Action item ->
Find every line below that contains the word "tests" and copy it out.

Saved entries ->

++++++

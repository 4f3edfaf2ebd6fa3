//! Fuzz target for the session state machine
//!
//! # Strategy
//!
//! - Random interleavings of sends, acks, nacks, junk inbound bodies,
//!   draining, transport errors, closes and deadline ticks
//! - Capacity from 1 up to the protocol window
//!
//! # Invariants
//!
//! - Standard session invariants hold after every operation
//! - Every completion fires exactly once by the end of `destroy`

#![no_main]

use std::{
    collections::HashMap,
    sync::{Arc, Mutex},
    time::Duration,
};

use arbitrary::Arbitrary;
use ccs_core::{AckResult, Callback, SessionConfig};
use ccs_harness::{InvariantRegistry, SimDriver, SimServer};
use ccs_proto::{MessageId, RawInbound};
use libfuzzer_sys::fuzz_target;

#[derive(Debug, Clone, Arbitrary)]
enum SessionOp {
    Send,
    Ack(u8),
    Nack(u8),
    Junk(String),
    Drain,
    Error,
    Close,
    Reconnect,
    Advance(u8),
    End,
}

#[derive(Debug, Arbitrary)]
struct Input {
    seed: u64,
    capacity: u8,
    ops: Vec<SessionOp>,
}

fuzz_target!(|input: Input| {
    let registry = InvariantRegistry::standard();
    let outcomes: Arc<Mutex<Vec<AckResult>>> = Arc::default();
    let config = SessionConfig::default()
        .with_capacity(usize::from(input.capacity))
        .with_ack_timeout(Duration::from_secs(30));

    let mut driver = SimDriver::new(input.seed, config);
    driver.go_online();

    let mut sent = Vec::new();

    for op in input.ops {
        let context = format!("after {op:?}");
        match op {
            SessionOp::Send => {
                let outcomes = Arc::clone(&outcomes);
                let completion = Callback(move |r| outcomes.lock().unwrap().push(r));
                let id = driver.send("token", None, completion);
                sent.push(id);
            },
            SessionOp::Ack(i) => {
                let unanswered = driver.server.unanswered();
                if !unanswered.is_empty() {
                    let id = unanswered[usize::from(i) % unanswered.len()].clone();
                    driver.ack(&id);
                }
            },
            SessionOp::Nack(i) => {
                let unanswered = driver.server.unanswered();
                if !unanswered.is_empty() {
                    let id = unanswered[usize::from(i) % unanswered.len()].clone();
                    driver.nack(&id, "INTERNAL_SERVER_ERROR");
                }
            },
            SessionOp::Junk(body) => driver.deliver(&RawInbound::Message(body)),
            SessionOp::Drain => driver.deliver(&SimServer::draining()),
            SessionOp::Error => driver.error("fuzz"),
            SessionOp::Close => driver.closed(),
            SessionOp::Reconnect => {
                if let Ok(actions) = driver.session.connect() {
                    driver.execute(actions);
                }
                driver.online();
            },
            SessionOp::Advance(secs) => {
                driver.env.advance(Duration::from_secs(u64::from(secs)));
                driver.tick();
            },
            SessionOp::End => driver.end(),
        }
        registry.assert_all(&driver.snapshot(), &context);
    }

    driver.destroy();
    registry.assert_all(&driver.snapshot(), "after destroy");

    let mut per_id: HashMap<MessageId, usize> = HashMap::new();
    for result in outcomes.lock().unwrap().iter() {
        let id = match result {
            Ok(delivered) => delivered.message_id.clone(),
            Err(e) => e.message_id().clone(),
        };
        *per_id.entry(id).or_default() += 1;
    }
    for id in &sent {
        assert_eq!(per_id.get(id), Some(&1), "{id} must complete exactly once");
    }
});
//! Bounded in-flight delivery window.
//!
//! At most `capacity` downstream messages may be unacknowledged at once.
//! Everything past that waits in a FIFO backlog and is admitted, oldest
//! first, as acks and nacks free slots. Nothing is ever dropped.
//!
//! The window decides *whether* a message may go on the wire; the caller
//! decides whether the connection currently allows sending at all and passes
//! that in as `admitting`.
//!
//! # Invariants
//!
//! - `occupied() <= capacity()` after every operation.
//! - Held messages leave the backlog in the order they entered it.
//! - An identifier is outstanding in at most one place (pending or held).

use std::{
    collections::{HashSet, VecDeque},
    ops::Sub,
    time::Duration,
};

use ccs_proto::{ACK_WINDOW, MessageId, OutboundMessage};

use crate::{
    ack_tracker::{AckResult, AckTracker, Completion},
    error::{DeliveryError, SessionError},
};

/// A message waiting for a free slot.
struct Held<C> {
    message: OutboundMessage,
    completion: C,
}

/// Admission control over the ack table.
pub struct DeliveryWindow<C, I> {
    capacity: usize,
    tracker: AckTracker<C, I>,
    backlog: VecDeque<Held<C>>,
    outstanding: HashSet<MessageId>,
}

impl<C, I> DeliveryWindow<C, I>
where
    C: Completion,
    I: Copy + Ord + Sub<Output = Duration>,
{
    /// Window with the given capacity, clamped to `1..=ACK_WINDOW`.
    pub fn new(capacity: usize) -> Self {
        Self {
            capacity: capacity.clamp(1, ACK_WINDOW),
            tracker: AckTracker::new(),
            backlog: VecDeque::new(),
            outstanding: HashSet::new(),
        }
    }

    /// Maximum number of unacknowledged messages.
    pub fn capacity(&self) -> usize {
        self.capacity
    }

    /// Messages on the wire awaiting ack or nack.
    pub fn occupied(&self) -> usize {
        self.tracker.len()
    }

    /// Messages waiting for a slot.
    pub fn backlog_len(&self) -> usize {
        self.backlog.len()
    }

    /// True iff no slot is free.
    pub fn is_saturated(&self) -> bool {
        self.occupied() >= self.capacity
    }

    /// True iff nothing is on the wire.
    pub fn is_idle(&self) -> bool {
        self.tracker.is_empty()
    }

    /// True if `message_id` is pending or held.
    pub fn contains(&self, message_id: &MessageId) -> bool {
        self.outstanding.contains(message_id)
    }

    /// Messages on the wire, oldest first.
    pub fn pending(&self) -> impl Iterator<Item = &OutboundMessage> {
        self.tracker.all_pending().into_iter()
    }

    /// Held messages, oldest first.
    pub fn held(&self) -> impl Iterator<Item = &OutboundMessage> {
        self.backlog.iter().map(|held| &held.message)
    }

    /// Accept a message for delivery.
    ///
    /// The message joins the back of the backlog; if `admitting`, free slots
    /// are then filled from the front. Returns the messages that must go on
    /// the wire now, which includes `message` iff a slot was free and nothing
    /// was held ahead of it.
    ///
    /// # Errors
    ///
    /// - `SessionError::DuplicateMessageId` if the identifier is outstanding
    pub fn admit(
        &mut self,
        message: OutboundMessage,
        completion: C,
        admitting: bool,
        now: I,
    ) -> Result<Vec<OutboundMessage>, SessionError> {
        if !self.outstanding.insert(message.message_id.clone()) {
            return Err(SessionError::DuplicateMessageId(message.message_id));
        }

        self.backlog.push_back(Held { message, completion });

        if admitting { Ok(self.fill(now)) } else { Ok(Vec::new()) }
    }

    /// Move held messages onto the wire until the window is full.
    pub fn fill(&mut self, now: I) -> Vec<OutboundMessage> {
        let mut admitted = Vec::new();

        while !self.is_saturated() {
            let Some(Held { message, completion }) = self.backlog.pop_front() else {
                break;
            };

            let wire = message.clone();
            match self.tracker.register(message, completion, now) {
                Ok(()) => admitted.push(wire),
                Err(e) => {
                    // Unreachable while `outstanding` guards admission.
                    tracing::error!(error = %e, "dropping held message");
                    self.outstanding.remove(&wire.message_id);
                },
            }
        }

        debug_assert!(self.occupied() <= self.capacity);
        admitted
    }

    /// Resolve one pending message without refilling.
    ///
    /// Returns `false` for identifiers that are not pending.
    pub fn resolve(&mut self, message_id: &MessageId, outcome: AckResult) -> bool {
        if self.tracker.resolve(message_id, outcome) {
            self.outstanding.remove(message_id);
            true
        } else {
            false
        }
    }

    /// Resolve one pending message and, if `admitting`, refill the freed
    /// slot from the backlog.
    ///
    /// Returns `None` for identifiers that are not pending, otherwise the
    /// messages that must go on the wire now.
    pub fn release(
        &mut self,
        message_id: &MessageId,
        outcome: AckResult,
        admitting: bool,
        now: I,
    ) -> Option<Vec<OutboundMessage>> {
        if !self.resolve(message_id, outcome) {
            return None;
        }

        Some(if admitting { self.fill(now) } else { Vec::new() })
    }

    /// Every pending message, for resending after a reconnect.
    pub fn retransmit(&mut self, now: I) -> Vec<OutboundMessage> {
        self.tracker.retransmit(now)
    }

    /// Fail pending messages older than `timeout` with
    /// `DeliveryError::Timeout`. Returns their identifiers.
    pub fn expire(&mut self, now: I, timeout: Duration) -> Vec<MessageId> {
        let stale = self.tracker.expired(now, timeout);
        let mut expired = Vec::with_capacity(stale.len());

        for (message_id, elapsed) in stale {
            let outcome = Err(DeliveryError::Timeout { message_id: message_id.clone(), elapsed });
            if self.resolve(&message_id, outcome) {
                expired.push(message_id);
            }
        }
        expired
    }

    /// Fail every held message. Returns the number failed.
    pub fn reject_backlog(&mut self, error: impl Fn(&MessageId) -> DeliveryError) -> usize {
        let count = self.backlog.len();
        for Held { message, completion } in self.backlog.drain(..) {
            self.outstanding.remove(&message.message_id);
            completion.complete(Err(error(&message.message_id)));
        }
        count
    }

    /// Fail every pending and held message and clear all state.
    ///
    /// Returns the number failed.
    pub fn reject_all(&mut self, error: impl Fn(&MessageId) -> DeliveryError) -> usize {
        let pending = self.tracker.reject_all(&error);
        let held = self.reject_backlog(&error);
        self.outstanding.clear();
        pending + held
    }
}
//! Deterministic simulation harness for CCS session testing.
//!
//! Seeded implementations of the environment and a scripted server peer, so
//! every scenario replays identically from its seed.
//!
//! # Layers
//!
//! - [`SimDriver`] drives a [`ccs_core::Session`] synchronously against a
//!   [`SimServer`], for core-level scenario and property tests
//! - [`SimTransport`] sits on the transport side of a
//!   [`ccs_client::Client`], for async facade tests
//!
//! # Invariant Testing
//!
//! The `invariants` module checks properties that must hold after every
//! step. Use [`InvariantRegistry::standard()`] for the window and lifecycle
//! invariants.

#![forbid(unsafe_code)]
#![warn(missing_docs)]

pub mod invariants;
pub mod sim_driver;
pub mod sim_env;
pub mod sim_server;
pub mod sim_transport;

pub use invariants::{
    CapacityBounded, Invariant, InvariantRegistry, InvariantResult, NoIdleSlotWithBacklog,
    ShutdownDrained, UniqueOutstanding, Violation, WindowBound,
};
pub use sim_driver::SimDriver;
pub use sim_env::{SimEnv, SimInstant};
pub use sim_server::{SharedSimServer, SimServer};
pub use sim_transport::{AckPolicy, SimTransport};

++++++

Solution to this task ->
//!   [`SimServer`], for core-level scenario and property tests
//!   [`ccs_client::Client`], for async facade tests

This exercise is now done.